While the federal Pregnancy Discrimination Act was passed in 1978 precisely to ensure that pregnant women were not subject to unlawful firings and other mistreatment, courts–like the one in Young’s case–have been allowing employers to treat pregnant workers worse.
States have started to fight back though. Recently, Maryland, with the support of Young, the ACLU of Maryland and other civil rights groups, passed a law that will close this gap in the law, at least for pregnant workers in Maryland. The governor is expected to sign the bill into law this month. Now, pregnant women in Maryland will receive the same kinds of accommodations that are currently provided to other employees with temporary physical restrictions.
In New York, the governor and advocates, including the New York Civil Liberties Union, are trying to pass the New York Women’s Equality Agenda, which will explicitly require employers to provide a reasonable accommodation for pregnant workers, just as they already do for many other workers who are temporarily unable to do any aspect of their job.

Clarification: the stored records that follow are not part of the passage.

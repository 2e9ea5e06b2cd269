//! Optional `:` header in front of the channel streams.
//!
//! ```text
//! :V1 M1;  T150 CDE, EFG
//! ```
//!
//! `V<n>` must follow the colon directly. `M<n>` selects whether `R`/`H`/`J`
//! without a length inherit the channel's `L` length (bit 0). Anything else up
//! to the closing `;` is ignored.

use log::trace;

use super::cursor::MmlCursor;
use crate::constants::MML_VERSION_1;
use crate::error::{MmlError, Result};

/// Settings carried by the header.
#[derive(Debug, Clone, Copy, PartialEq, Eq)]
pub struct MmlHeader {
    /// MML dialect version.
    pub version: u8,
    /// Rests and noise notes without a length use the channel note length.
    pub rest_len_inherit: bool,
}

/// Parse leading white space and an optional header.
///
/// `mode` bit 0 gives the default for [`MmlHeader::rest_len_inherit`].
/// Returns the header and the offset at which channel text starts.
pub fn parse_header(text: &[u8], mode: u16) -> Result<(MmlHeader, usize)> {
    let mut header = MmlHeader {
        version: MML_VERSION_1,
        rest_len_inherit: mode & 1 != 0,
    };

    let mut cursor = MmlCursor::new(text);
    cursor.skip_white_space();
    if !cursor.eat(b':') {
        return Ok((header, cursor.pos()));
    }

    if cursor.peek_upper() == Some(b'V') {
        let version = cursor.param(0, u8::MAX as i32, MML_VERSION_1 as i32);
        if version == MML_VERSION_1 as i32 {
            header.version = MML_VERSION_1;
        } else {
            trace!("unsupported MML version {version}, using {MML_VERSION_1}");
        }
    }

    loop {
        match cursor.peek_upper() {
            None => return Err(MmlError::UnterminatedHeader),
            Some(b'M') => {
                let mode = cursor.param(i32::MIN, i32::MAX, 0);
                header.rest_len_inherit = mode & 1 != 0;
            }
            Some(b';') => {
                cursor.bump();
                // A header must be followed by channel text
                if cursor.is_at_end() {
                    return Err(MmlError::UnterminatedHeader);
                }
                return Ok((header, cursor.pos()));
            }
            Some(_) => cursor.bump(),
        }
    }
}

The law would provide more certainty for pregnant workers such as Julie Desantis-Mayer, who was forced onto unpaid leave when she requested light-duty in her job as a package delivery driver for UPS. We filed a sex discrimination charge with the Equal Employment Opportunity Commission on behalf of Mayer and are currently proceeding before the agency.
A number of states, including Michigan, Connecticut, California and a handful of others, already have some kind of law requiring parity in accommodations for pregnant workers. Other states are starting to follow suit–this year bills were introduced in Iowa, Illinois, and Maine as well.
But these bills should not be necessary. Congress tried to outlaw the widespread practice of pushing pregnant women out of the workplace 35 years ago. However, employers–and some courts–have not gotten the message.
Lenora M. Lapidus is director of the ACLU Women’s Rights Project. Ariela Migdal is senior staff attorney at the ACLU Women’s Rights Project.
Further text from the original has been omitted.